Тяжела, мучительна судьба этого замечательного актера. Ему не дали сыграть Гамлета, после нескольких репетиций «Короля Лира» нашли предлог не поставить эту пьесу, не отменили очередной спектакль «Уриэля», когда Остужев временно заболел, и Акосту сыграл другой исполнитель, в точности, как в зеркале, повторив рисунок Остужева. Сыграл точно, да не так, как Остужев. Можно скопировать голос, жесты, даже интонации, но внутреннюю сущность, талант — нет, этого сделать нельзя никогда. Так нанесли ему последний удар. Подумаешь, Остужев—заменили, и все.

Больше Остужев не играл. Слишком глубока была рана. Он приходил в театр, просил сделать ему радионаушники, чтобы слышать все, что говорилось на собраниях, которые он обязательно посещал. Не участвуя в спектаклях, он все время жил жизнью театра.

Помню, в 1952 году в театре шли «Северные зори» Н. Никитина. У меня там была маленькая, восьмиминутная, но очень хорошая сцена. Я играла жену инспектора училища небольшого городка Шенкурска—Абрамову.

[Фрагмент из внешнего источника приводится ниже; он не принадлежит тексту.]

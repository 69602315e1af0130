//! End-to-end routing scenarios against the default configuration.
//!
//! Exercises the full pipeline — fingerprint, cache, classifier, adaptive
//! weights, health tracking, session pinning — through the public
//! [`Router`] surface the way the proxy front-end drives it.

use prompt_router::config::{HealthConfig, RouterConfig, SessionConfig, Tier};
use prompt_router::{
    fingerprint, fingerprints_similar, flatten_messages, ChatMessage, RouteOutcome, RouteRequest,
    Router,
};

fn router() -> Router {
    Router::new(RouterConfig::default())
        .unwrap_or_else(|e| std::panic::panic_any(format!("test: config: {e}")))
}

fn request(prompt: &str) -> RouteRequest {
    RouteRequest {
        prompt: prompt.to_string(),
        max_output_tokens: 256,
        ..RouteRequest::default()
    }
}

fn outcome(success: bool, error: Option<&str>) -> RouteOutcome {
    RouteOutcome {
        success,
        latency_ms: 400,
        cost: 0.005,
        input_tokens: 120,
        output_tokens: 60,
        error_type: error.map(|e| e.to_string()),
    }
}

/// A ~400-token filler that trips none of the keyword dimensions.
fn neutral_article() -> String {
    let sentence = "morning light settled gently over quiet fields and the slow river moved past stone walls toward distant hills ";
    format!("Summarize this article: {}", sentence.repeat(17))
}

// ── End-to-end scenarios ───────────────────────────────────────────────

#[test]
fn scenario_simple_arithmetic_question() {
    let decision = router().route(&request("What is 2+2?"));
    assert_eq!(decision.tier, Tier::Simple);
    assert!(decision.confidence >= 0.7, "confidence {}", decision.confidence);
    assert_eq!(decision.model, "gemini-2.5-flash");
}

#[test]
fn scenario_medium_summarization() {
    let decision = router().route(&request(&neutral_article()));
    assert_eq!(decision.tier, Tier::Medium);
    assert_eq!(decision.model, "grok-code-fast-1");
}

#[test]
fn scenario_complex_frontend_build() {
    let decision = router().route(&request(
        "Build a React component that virtualizes a 10k-row table with keyboard navigation and accessible labels.",
    ));
    assert_eq!(decision.tier, Tier::Complex);
    assert_eq!(decision.model, "gemini-2.5-pro");
}

#[test]
fn scenario_reasoning_proof() {
    let decision = router().route(&request("Prove that sqrt(2) is irrational, step by step."));
    assert_eq!(decision.tier, Tier::Reasoning);
    assert!(decision.confidence >= 0.85);
    assert_eq!(decision.model, "grok-4-fast-reasoning");
}

#[test]
fn scenario_ambiguous_with_structured_output() {
    let decision = router().route(&RouteRequest {
        prompt: "hi".to_string(),
        system_prompt: Some("Respond according to the provided schema.".to_string()),
        max_output_tokens: 64,
        ..RouteRequest::default()
    });
    assert_eq!(decision.tier, Tier::Medium);
}

#[test]
fn scenario_huge_input_forces_complex() {
    let decision = router().route(&request(&"x".repeat(480_000)));
    assert_eq!(decision.tier, Tier::Complex);
    assert!(decision.reasoning.contains("Input exceeds 100000 tokens"));
}

// ── Fingerprint properties ─────────────────────────────────────────────

#[test]
fn property_fingerprint_stability() {
    for prompt in ["What is 2+2?", "prove it step by step", "你好，世界！", ""] {
        assert_eq!(
            fingerprint(prompt, Some("sys")),
            fingerprint(prompt, Some("sys"))
        );
    }
}

#[test]
fn property_fingerprint_similarity() {
    let a = fingerprint("Hello, world!", None);
    let b = fingerprint("hello world", None);
    assert!(fingerprints_similar(&a, &b));

    let c = fingerprint("What is 2+2?", None);
    let d = fingerprint("Explain quantum physics", None);
    assert!(!fingerprints_similar(&c, &d));
}

// ── Classifier properties ──────────────────────────────────────────────

#[test]
fn property_classifier_determinism() {
    let router_a = router();
    let router_b = router();
    for prompt in [
        "What is 2+2?",
        "Build a React component that virtualizes a 10k-row table with keyboard navigation and accessible labels.",
        "Prove that sqrt(2) is irrational, step by step.",
    ] {
        let a = router_a.route(&request(prompt));
        let b = router_b.route(&request(prompt));
        assert_eq!(a.tier, b.tier, "prompt {prompt:?}");
        assert!((a.confidence - b.confidence).abs() < 1e-12);
    }
}

#[test]
fn property_reasoning_override_precedence() {
    // Code, formatting, and agentic markers everywhere; two reasoning
    // keywords still force REASONING.
    let decision = router().route(&request(
        "Prove the theorem step by step, then write a json function, fix and verify the build",
    ));
    assert_eq!(decision.tier, Tier::Reasoning);
}

#[test]
fn property_simple_indicator_suppression() {
    for prompt in ["What is the weather?", "who is Ada Lovelace", "翻译这句话"] {
        let decision = router().route(&request(prompt));
        assert_eq!(decision.tier, Tier::Simple, "prompt {prompt:?}");
    }
}

#[test]
fn property_hysteresis_through_cache() {
    let router = router();
    // Same fingerprint both times (identical text): the second pass sees the
    // first pass's tier in the score history and must not flip.
    let prompt = "Build a React component that virtualizes a 10k-row table with keyboard navigation and accessible labels.";
    let first = router.route(&request(prompt));
    let second = router.route(&request(prompt));
    assert_eq!(first.tier, second.tier);
    assert!(second.meta.cache_hit);
}

// ── Health properties ──────────────────────────────────────────────────

#[test]
fn property_cooldown_monotonicity() {
    let cfg = RouterConfig {
        health: HealthConfig {
            cooldown_duration_ms: 40,
            ..HealthConfig::default()
        },
        ..RouterConfig::default()
    };
    let router = Router::new(cfg)
        .unwrap_or_else(|e| std::panic::panic_any(format!("test: config: {e}")));

    let decision = router.route(&request("What is 2+2?"));
    for _ in 0..3 {
        router.record_feedback(&decision, &outcome(false, Some("server_5xx")));
    }
    assert!(!router.health().is_available(&decision.model));

    std::thread::sleep(std::time::Duration::from_millis(60));
    assert!(router.health().is_available(&decision.model));

    router.record_feedback(&decision, &outcome(true, None));
    let stats = router.stats();
    let record = stats
        .health
        .models
        .iter()
        .find(|m| m.model == decision.model)
        .unwrap_or_else(|| std::panic::panic_any("model record missing"));
    assert_ne!(
        format!("{:?}", record.status),
        "Healthy",
        "one success after cooldown must not restore healthy"
    );
}

#[test]
fn property_weight_factor_bounds() {
    let router = router();
    let decision = router.route(&request("Write a function with async and await in a class"));
    // Hammer the adaptive store with terrible outcomes.
    for _ in 0..60 {
        router.record_feedback(
            &decision,
            &RouteOutcome {
                success: false,
                latency_ms: 45_000,
                cost: 2.0,
                input_tokens: 1000,
                output_tokens: 0,
                error_type: Some("timeout".to_string()),
            },
        );
    }
    for dim in router.stats().adaptive.dimensions {
        assert!(
            dim.adjustment_factor >= 0.8 && dim.adjustment_factor <= 1.2,
            "dimension {} factor {}",
            dim.name,
            dim.adjustment_factor
        );
    }
}

// ── Session properties ─────────────────────────────────────────────────

#[test]
fn property_session_degradation_round_trip() {
    let router = router();
    let mut req = request("What is 2+2?");
    req.session_id = Some("sess-rt".to_string());

    let decision = router.route(&req);
    let pinned = decision.model.clone();

    // Two consecutive failures: past the degradation threshold.
    router.record_feedback(&decision, &outcome(false, Some("server_5xx")));
    router.record_feedback(&decision, &outcome(false, Some("server_5xx")));

    let degraded = router.route(&req);
    assert_ne!(degraded.model, pinned, "session must switch models");

    // Three consecutive successes on the substitute: restoration. The
    // original needs a success first so its cooldown clears quickly; use a
    // fresh healthy record instead by feeding successes to the substitute.
    for _ in 0..3 {
        router.record_feedback(&degraded, &outcome(true, None));
    }
    let stats = router.stats();
    assert_eq!(stats.sessions.degraded_sessions, 0, "session must recover");
}

#[test]
fn property_session_expiry() {
    let cfg = RouterConfig {
        session: SessionConfig {
            timeout_ms: 20,
            ..SessionConfig::default()
        },
        ..RouterConfig::default()
    };
    let router = Router::new(cfg)
        .unwrap_or_else(|e| std::panic::panic_any(format!("test: config: {e}")));
    let mut req = request("What is 2+2?");
    req.session_id = Some("sess-exp".to_string());
    let _ = router.route(&req);
    assert_eq!(router.stats().sessions.active_sessions, 1);

    std::thread::sleep(std::time::Duration::from_millis(40));
    let decision = router.route(&req);
    assert!(
        !decision.reasoning.contains("session-pinned"),
        "expired session must not pin"
    );
}

// ── Large-context property ─────────────────────────────────────────────

#[test]
fn property_large_context_override() {
    let decision = router().route(&request(&"y".repeat(500_000)));
    assert_eq!(decision.tier, Tier::Complex);
    assert!((decision.confidence - 0.95).abs() < f64::EPSILON);
}

// ── Front-end flattening ───────────────────────────────────────────────

#[test]
fn chat_request_flattening_feeds_routing() {
    let messages = vec![
        ChatMessage {
            role: "system".to_string(),
            content: "Respond with json only".to_string(),
        },
        ChatMessage {
            role: "user".to_string(),
            content: "hi".to_string(),
        },
    ];
    let (prompt, system) = flatten_messages(&messages);
    let decision = router().route(&RouteRequest {
        prompt,
        system_prompt: system,
        max_output_tokens: 64,
        ..RouteRequest::default()
    });
    // Ambiguous "hi" defaults to MEDIUM; structured output keeps it there.
    assert_eq!(decision.tier, Tier::Medium);
}

// ── Feedback loop integration ──────────────────────────────────────────

#[test]
fn feedback_shifts_future_selection() {
    let router = router();
    let decision = router.route(&request("What is 2+2?"));
    let primary = decision.model.clone();

    // Repeated timeouts cool the primary down.
    for _ in 0..3 {
        router.record_feedback(&decision, &outcome(false, Some("timeout")));
    }
    let after = router.route(&request("What is 2+2?"));
    assert_ne!(after.model, primary);

    let stats = router.stats();
    let record = stats
        .health
        .models
        .iter()
        .find(|m| m.model == primary)
        .unwrap_or_else(|| std::panic::panic_any("model record missing"));
    assert_eq!(record.error_types.get("timeout"), Some(&3));
}

#[test]
fn stats_surface_all_stores() {
    let router = router();
    let mut req = request("Write a function with async await");
    req.session_id = Some("sess-stats".to_string());
    let decision = router.route(&req);
    router.record_feedback(&decision, &outcome(true, None));

    let stats = router.stats();
    assert!(stats.cache.entries >= 1);
    assert_eq!(stats.adaptive.feedback_count, 1);
    assert!(!stats.health.models.is_empty());
    assert_eq!(stats.sessions.active_sessions, 1);

    let json = serde_json::to_string(&stats)
        .unwrap_or_else(|e| std::panic::panic_any(format!("test: serialize: {e}")));
    assert!(json.contains("cache"));
}
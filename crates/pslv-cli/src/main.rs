use std::sync::Arc;

use atty::Stream;
use clap::Parser;
use color_eyre::{eyre::eyre, Result};
use pslv_core::{
    format_status_message, to_json_response, CommandContext, CommandInfo, CommandStatus,
    ExecutionOutcome, GlobalOptions, SharedEffects, SystemEffects,
};
use serde_json::Value;

mod cli;
mod dispatch;
mod style;

use cli::PslvCli;
use style::Style;

fn main() -> Result<()> {
    color_eyre::install()?;

    let cli = PslvCli::parse();
    init_tracing(cli.trace, cli.verbose);

    if cli.offline {
        std::env::set_var("PSLV_ONLINE", "0");
    }

    let global = GlobalOptions {
        quiet: cli.quiet,
        verbose: cli.verbose,
        trace: cli.trace,
        json: cli.json,
    };

    let effects: SharedEffects = Arc::new(SystemEffects::new());
    let ctx = CommandContext::new(&global, effects).map_err(|err| eyre!("{err:?}"))?;
    let (info, outcome) = dispatch::dispatch_command(&ctx, &cli.command)?;
    let code = emit_output(&cli, info, &outcome)?;

    if code == 0 {
        Ok(())
    } else {
        std::process::exit(code);
    }
}

fn init_tracing(trace: bool, verbose: u8) {
    let level = if trace {
        "trace"
    } else {
        match verbose {
            0 => "info",
            1 => "debug",
            _ => "trace",
        }
    };

    let filter = format!("pslv={level},pslv_core={level},pslv_cli={level}");
    let subscriber = tracing_subscriber::fmt()
        .with_env_filter(filter)
        .with_target(false)
        .with_level(true)
        .with_writer(std::io::stderr)
        .finish();

    let _ = tracing::subscriber::set_global_default(subscriber);
}

fn emit_output(cli: &PslvCli, info: CommandInfo, outcome: &ExecutionOutcome) -> Result<i32> {
    let code = match outcome.status {
        CommandStatus::Ok => 0,
        CommandStatus::UserError => 1,
        CommandStatus::Failure => 2,
    };

    let style = Style::new(cli.no_color, atty::is(Stream::Stdout));

    if cli.json {
        let payload = to_json_response(info, outcome, code);
        println!("{}", serde_json::to_string_pretty(&payload)?);
    } else if !cli.quiet {
        let message = format_status_message(info, &outcome.message);
        println!("{}", style.status(&outcome.status, &message));
        if let Some(hint) = hint_from_details(&outcome.details) {
            let hint_line = format!("Hint: {hint}");
            println!("{}", style.info(&hint_line));
        }
        if let Some(warning) = warning_from_details(&outcome.details) {
            let warning_line = format!("Warning: {warning}");
            println!("{}", style.info(&warning_line));
        }
    }

    Ok(code)
}

fn hint_from_details(details: &Value) -> Option<&str> {
    details
        .as_object()
        .and_then(|map| map.get("hint"))
        .and_then(Value::as_str)
}

fn warning_from_details(details: &Value) -> Option<&str> {
    details
        .as_object()
        .and_then(|map| map.get("warning"))
        .and_then(Value::as_str)
}
#![allow(dead_code)]

use std::fs;
use std::path::Path;

use assert_cmd::assert::Assert;
use assert_cmd::Command;
use serde_json::{json, Value};
use tempfile::TempDir;

/// A `pslv` invocation pinned to a throwaway home with a fixed identity.
/// Callers opt into online mode by overriding `PSLV_ONLINE`/`PSLV_SITE_URL`.
pub fn pslv(home: &Path) -> Command {
    let mut cmd = Command::cargo_bin("pslv").expect("pslv binary");
    cmd.env("PSLV_HOME", home)
        .env("PSLV_USER", "u123")
        .env("PSLV_PROGRESS", "0")
        .env("PSLV_ONLINE", "0")
        .env_remove("PSLV_SITE_URL")
        .env_remove("PSLV_TOKEN")
        .env_remove("PSLV_APPS_DIR");
    cmd
}

pub fn home() -> TempDir {
    tempfile::Builder::new()
        .prefix("pslv-test")
        .tempdir()
        .expect("tempdir")
}

pub fn parse_json(assert: &Assert) -> Value {
    serde_json::from_slice(&assert.get_output().stdout).expect("valid json")
}

pub fn seed_snapshot(home: &Path, entries: &Value) {
    fs::create_dir_all(home).expect("home dir");
    fs::write(
        home.join(pslv_domain::SNAPSHOT_FILE),
        serde_json::to_vec_pretty(entries).expect("snapshot json"),
    )
    .expect("write snapshot");
}

/// A healthy catalog entry visible to everyone, valid for a century.
pub fn entry(name: &str, executable_location: &str) -> Value {
    json!({
        "name": name,
        "description": "test solution",
        "executable_location": executable_location,
        "environment": "PROD",
        "release_date": "2023-01-01",
        "validity_period_days": 36500,
        "version_number": "2.0",
        "registration_id": "REG-1",
        "access": "everyone",
    })
}

/// An entry whose 30-day validity window closed long ago.
pub fn expired_entry(name: &str) -> Value {
    json!({
        "name": name,
        "description": "old solution",
        "executable_location": "/shared/old.exe",
        "environment": "BETA",
        "release_date": "2023-01-01",
        "validity_period_days": 30,
        "access": "everyone",
    })
}
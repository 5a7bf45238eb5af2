//! Access-list management: the only path that mutates who can see an entry.

use anyhow::Result;
use pslv_domain::{columns, CatalogEntry};
use serde_json::json;

use crate::core::actions::record_action;
use crate::core::commands::admin::{admin_gate, fetch_catalog_row};
use crate::core::config::context::CommandContext;
use crate::core::tooling::outcome::ExecutionOutcome;
use crate::core::worker::with_retry;

#[derive(Clone, Debug)]
pub struct AccessListRequest {
    pub name: String,
}

#[derive(Clone, Debug)]
pub struct AccessEditRequest {
    pub name: String,
    pub sid: String,
}

fn catalog_entry_or_outcome(
    ctx: &CommandContext,
    name: &str,
) -> Result<std::result::Result<CatalogEntry, ExecutionOutcome>> {
    if let Err(outcome) = admin_gate(ctx) {
        return Ok(Err(outcome));
    }
    match fetch_catalog_row(ctx, name)? {
        Some(row) => Ok(Ok(CatalogEntry::from_row(&row))),
        None => Ok(Err(ExecutionOutcome::user_error(
            format!("'{name}' is not in the catalog"),
            json!({ "solution": name }),
        ))),
    }
}

/// Writes only the access column back; the list service merges it into the
/// existing row.
fn store_access(ctx: &CommandContext, entry: &CatalogEntry) -> Result<()> {
    let mut row = pslv_domain::RawRow::new();
    row.insert(columns::ACCESS.to_string(), entry.access.as_column());
    let list = ctx.config().lists.catalog.clone();
    with_retry("access update", || {
        ctx.list_service()
            .update(&list, columns::NAME, &entry.name, &row)
    })
}

pub fn access_list(ctx: &CommandContext, request: &AccessListRequest) -> Result<ExecutionOutcome> {
    let entry = match catalog_entry_or_outcome(ctx, &request.name)? {
        Ok(entry) => entry,
        Err(outcome) => return Ok(outcome),
    };
    let ids = entry.access.ids();
    let message = if ids.is_empty() {
        format!("{} has an empty access list", entry.name)
    } else {
        format!("{} is visible to: {}", entry.name, ids.join(", "))
    };
    Ok(ExecutionOutcome::success(
        message,
        json!({
            "solution": entry.name,
            "access": ids,
            "everyone": entry.access.grants_everyone(),
        }),
    ))
}

pub fn access_grant(ctx: &CommandContext, request: &AccessEditRequest) -> Result<ExecutionOutcome> {
    let mut entry = match catalog_entry_or_outcome(ctx, &request.name)? {
        Ok(entry) => entry,
        Err(outcome) => return Ok(outcome),
    };
    let sid = request.sid.trim().to_lowercase();
    if !entry.access.grant(&sid) {
        return Ok(ExecutionOutcome::success(
            format!("{sid} already had access to {}", entry.name),
            json!({ "solution": entry.name, "sid": sid }),
        ));
    }
    store_access(ctx, &entry)?;
    record_action(ctx, &format!("Granted {sid} access to {}", entry.name));
    Ok(ExecutionOutcome::success(
        format!("granted {sid} access to {}", entry.name),
        json!({
            "solution": entry.name,
            "sid": sid,
            "access": entry.access.ids(),
        }),
    ))
}

pub fn access_revoke(ctx: &CommandContext, request: &AccessEditRequest) -> Result<ExecutionOutcome> {
    let mut entry = match catalog_entry_or_outcome(ctx, &request.name)? {
        Ok(entry) => entry,
        Err(outcome) => return Ok(outcome),
    };
    let sid = request.sid.trim().to_lowercase();
    if !entry.access.revoke(&sid) {
        return Ok(ExecutionOutcome::user_error(
            format!("{sid} does not have direct access to {}", entry.name),
            json!({
                "solution": entry.name,
                "sid": sid,
                "access": entry.access.ids(),
            }),
        ));
    }
    store_access(ctx, &entry)?;
    record_action(ctx, &format!("Revoked {sid} access to {}", entry.name));
    Ok(ExecutionOutcome::success(
        format!("revoked {sid} access to {}", entry.name),
        json!({
            "solution": entry.name,
            "sid": sid,
            "access": entry.access.ids(),
        }),
    ))
}
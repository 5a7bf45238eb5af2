//! Expiry, update-availability, and tile-state rules for catalog entries.
//!
//! Date and version parsing fail open: an entry whose metadata cannot be
//! interpreted stays usable rather than locking the user out.

use time::{format_description::FormatItem, Date, Duration};

use crate::catalog::{CatalogEntry, Environment};
use crate::install::InstallRecord;

const DATE_FORMAT: &[FormatItem<'static>] =
    time::macros::format_description!("[year]-[month]-[day]");

/// Parses the leading `YYYY-MM-DD` of a release-date value. List services
/// frequently append a time component; anything past the date is ignored.
pub fn parse_release_date(raw: &str) -> Option<Date> {
    let raw = raw.trim();
    let head = raw.get(..10).unwrap_or(raw);
    match Date::parse(head, DATE_FORMAT) {
        Ok(date) => Some(date),
        Err(_) => {
            if !raw.is_empty() {
                tracing::warn!(value = %raw, "unparseable release date");
            }
            None
        }
    }
}

/// The last day an entry is valid, when its metadata allows computing one.
pub fn expiry_date(entry: &CatalogEntry) -> Option<Date> {
    let release = parse_release_date(&entry.release_date)?;
    let days = entry.validity_period_days?;
    release.checked_add(Duration::days(days))
}

/// `today > release_date + validity_period_days`; malformed metadata means
/// not expired.
pub fn is_expired(entry: &CatalogEntry, today: Date) -> bool {
    expiry_date(entry).is_some_and(|expiry| today > expiry)
}

/// Days until expiry, negative once past it. None when expiry is unknowable.
pub fn days_remaining(entry: &CatalogEntry, today: Date) -> Option<i64> {
    expiry_date(entry).map(|expiry| (expiry - today).whole_days())
}

fn parse_version(raw: &str) -> Option<f64> {
    match raw.trim().parse::<f64>() {
        Ok(version) => Some(version),
        Err(_) => {
            tracing::warn!(value = %raw, "unparseable version number");
            None
        }
    }
}

/// Whether an installed entry has a newer catalog version than its marker
/// records. A missing marker on an installed entry reads as stale so the
/// user is steered toward a reinstall.
pub fn update_available(entry: &CatalogEntry, record: &InstallRecord) -> bool {
    if !record.is_installed() {
        return false;
    }
    let Some(catalog_version) = entry.version_number.as_deref().and_then(parse_version) else {
        return false;
    };
    match record.installed_version() {
        None => true,
        Some(installed) => catalog_version > installed,
    }
}

/// What a catalog entry's tile shows, in evaluation priority order.
#[derive(Clone, Copy, Debug, PartialEq, Eq)]
pub enum TileState {
    Expired,
    UpdateAvailable,
    Installed,
    NotInstalled,
}

impl TileState {
    pub fn evaluate(entry: &CatalogEntry, record: &InstallRecord, today: Date) -> Self {
        if is_expired(entry, today) {
            Self::Expired
        } else if update_available(entry, record) {
            Self::UpdateAvailable
        } else if record.is_installed() {
            Self::Installed
        } else {
            Self::NotInstalled
        }
    }

    /// Primary action label; expired tiles offer no action.
    pub fn button_label(self) -> Option<&'static str> {
        match self {
            Self::Expired => None,
            Self::UpdateAvailable => Some("Update"),
            Self::Installed => Some("Launch"),
            Self::NotInstalled => Some("Install"),
        }
    }

    pub fn status_line(self, environment: Environment) -> &'static str {
        match self {
            Self::Expired => {
                if environment == Environment::Prod {
                    "Application Expired"
                } else {
                    "UAT Period Expired"
                }
            }
            Self::UpdateAvailable => "Update Available",
            Self::Installed => "Ready for Launch",
            Self::NotInstalled => "Not Installed",
        }
    }

    pub fn as_str(self) -> &'static str {
        match self {
            Self::Expired => "expired",
            Self::UpdateAvailable => "update-available",
            Self::Installed => "installed",
            Self::NotInstalled => "not-installed",
        }
    }
}

/// Orders a catalog for display: active entries first, then by name.
pub fn order_catalog(entries: &mut [CatalogEntry], today: Date) {
    entries.sort_by(|a, b| {
        is_expired(a, today)
            .cmp(&is_expired(b, today))
            .then_with(|| a.name.cmp(&b.name))
    });
}

#[cfg(test)]
mod tests {
    use super::*;
    use crate::catalog::{columns, RawRow};
    use time::macros::date;

    fn entry(release: &str, validity: &str, version: &str) -> CatalogEntry {
        let row: RawRow = [
            (columns::NAME.to_string(), "Ledger".to_string()),
            (columns::RELEASE_DATE.to_string(), release.to_string()),
            (columns::VALIDITY_PERIOD_DAYS.to_string(), validity.to_string()),
            (columns::VERSION_NUMBER.to_string(), version.to_string()),
        ]
        .into_iter()
        .collect();
        CatalogEntry::from_row(&row)
    }

    fn record(dir: &std::path::Path) -> InstallRecord {
        InstallRecord::locate(dir, "Ledger", "/shared/Ledger.exe")
    }

    #[test]
    fn thirty_day_validity_expires_by_march() {
        let e = entry("2023-01-01", "30", "");
        assert!(is_expired(&e, date!(2023 - 03 - 01)));
    }

    #[test]
    fn expiry_is_monotonic_in_now() {
        let e = entry("2023-01-01", "30", "");
        let mut day = date!(2023 - 01 - 02);
        let mut seen_expired = false;
        for _ in 0..120 {
            let expired = is_expired(&e, day);
            assert!(!seen_expired || expired, "expiry regressed at {day}");
            seen_expired = expired;
            day = day.next_day().unwrap();
        }
        assert!(seen_expired);
    }

    #[test]
    fn day_of_expiry_is_still_valid() {
        let e = entry("2023-01-01", "30", "");
        assert!(!is_expired(&e, date!(2023 - 01 - 31)));
        assert!(is_expired(&e, date!(2023 - 02 - 01)));
    }

    #[test]
    fn malformed_date_fails_open() {
        let e = entry("next tuesday", "30", "");
        assert!(!is_expired(&e, date!(2099 - 01 - 01)));
        assert_eq!(expiry_date(&e), None);
    }

    #[test]
    fn missing_validity_fails_open() {
        let e = entry("2023-01-01", "", "");
        assert!(!is_expired(&e, date!(2099 - 01 - 01)));
    }

    #[test]
    fn update_available_requires_newer_catalog_version() {
        let dir = tempfile::tempdir().unwrap();
        let rec = record(dir.path());
        std::fs::create_dir_all(rec.install_dir()).unwrap();
        std::fs::write(rec.executable(), b"bin").unwrap();
        rec.write_version("1.5").unwrap();

        let newer = entry("2023-01-01", "365", "2.0");
        let same = entry("2023-01-01", "365", "1.5");
        assert!(update_available(&newer, &rec));
        assert!(!update_available(&same, &rec));
    }

    #[test]
    fn missing_marker_on_installed_entry_reads_as_stale() {
        let dir = tempfile::tempdir().unwrap();
        let rec = record(dir.path());
        std::fs::create_dir_all(rec.install_dir()).unwrap();
        std::fs::write(rec.executable(), b"bin").unwrap();

        let e = entry("2023-01-01", "365", "2.0");
        assert!(update_available(&e, &rec));
    }

    #[test]
    fn not_installed_never_reports_update() {
        let dir = tempfile::tempdir().unwrap();
        let e = entry("2023-01-01", "365", "2.0");
        assert!(!update_available(&e, &record(dir.path())));
    }

    #[test]
    fn tile_state_priority_and_labels() {
        let dir = tempfile::tempdir().unwrap();
        let rec = record(dir.path());
        let today = date!(2023 - 06 - 01);

        let fresh = entry("2023-01-01", "365", "2.0");
        assert_eq!(TileState::evaluate(&fresh, &rec, today), TileState::NotInstalled);
        assert_eq!(TileState::NotInstalled.button_label(), Some("Install"));

        std::fs::create_dir_all(rec.install_dir()).unwrap();
        std::fs::write(rec.executable(), b"bin").unwrap();
        rec.write_version("2.0").unwrap();
        assert_eq!(TileState::evaluate(&fresh, &rec, today), TileState::Installed);
        assert_eq!(TileState::Installed.button_label(), Some("Launch"));

        rec.write_version("1.5").unwrap();
        assert_eq!(
            TileState::evaluate(&fresh, &rec, today),
            TileState::UpdateAvailable
        );
        assert_eq!(TileState::UpdateAvailable.button_label(), Some("Update"));

        let dead = entry("2023-01-01", "30", "2.0");
        assert_eq!(TileState::evaluate(&dead, &rec, today), TileState::Expired);
        assert_eq!(TileState::Expired.button_label(), None);
    }

    #[test]
    fn expired_status_line_depends_on_environment() {
        assert_eq!(
            TileState::Expired.status_line(Environment::Prod),
            "Application Expired"
        );
        assert_eq!(
            TileState::Expired.status_line(Environment::Beta),
            "UAT Period Expired"
        );
    }

    #[test]
    fn ordering_puts_expired_entries_last() {
        let mut entries = vec![
            entry("2023-01-01", "30", ""),
            entry("2023-01-01", "3650", ""),
        ];
        entries[0].name = "Alpha".into();
        entries[1].name = "Zulu".into();
        order_catalog(&mut entries, date!(2023 - 06 - 01));
        assert_eq!(entries[0].name, "Zulu");
        assert_eq!(entries[1].name, "Alpha");
    }
}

Ушла я на генеральной под аплодисменты. Потом я часто исполняла эту сценку и в обычных концертах и в воинских частях. Она всегда имела успех, и я очень ее любила, хотя эти восемь минут стоили мне большого напряжения и. нервов. И вот на другой день после премьеры я, как-всегда, была в местном комитете театра. Вдруг в дверях, появляется Остужев. Подойдя к моему столу, он смущенно протягивает мне розы. Это было совершенно неожиданно, все кругом замолчали. А я так растерялась, что не знала, что сказать, стояла с розами и чуть не плакала. Видя мое состояние, Остужев стал делать успокаивающие жесты и пятиться к двери. Опомнившись, я кинулась к нему. Он уже ничего тогда не слышал. Я стала бормотать какие-то благодарственные слова. И вдруг своим чудным, неповторимым голосом Остужев произнес: «Это было прекрасно!» И, вырвавшись из моих объятий, быстро ушел. Цветы от него и его похвала — как дороги они были для меня, как незабываемы.

Остужев знал, что творилось в театре, знал и... ничего не мог сделать. «Уходил» его Малый театр, уходил совсем. Новые актеры, новые отношения, новый дух, не тот, который он знал, который любил, который был ему дорог. Этот новый Малый был ему чужой. Какую великую трагедию пережил этот замечательный актер, своей болезнью присужденный к вечной тишине, к вечному безмолвию. Он тяжко умирал. С невероятной болью рвались сосуды. И эти муки были на его лице, которое я увидела в первые часы после его страшной кончины.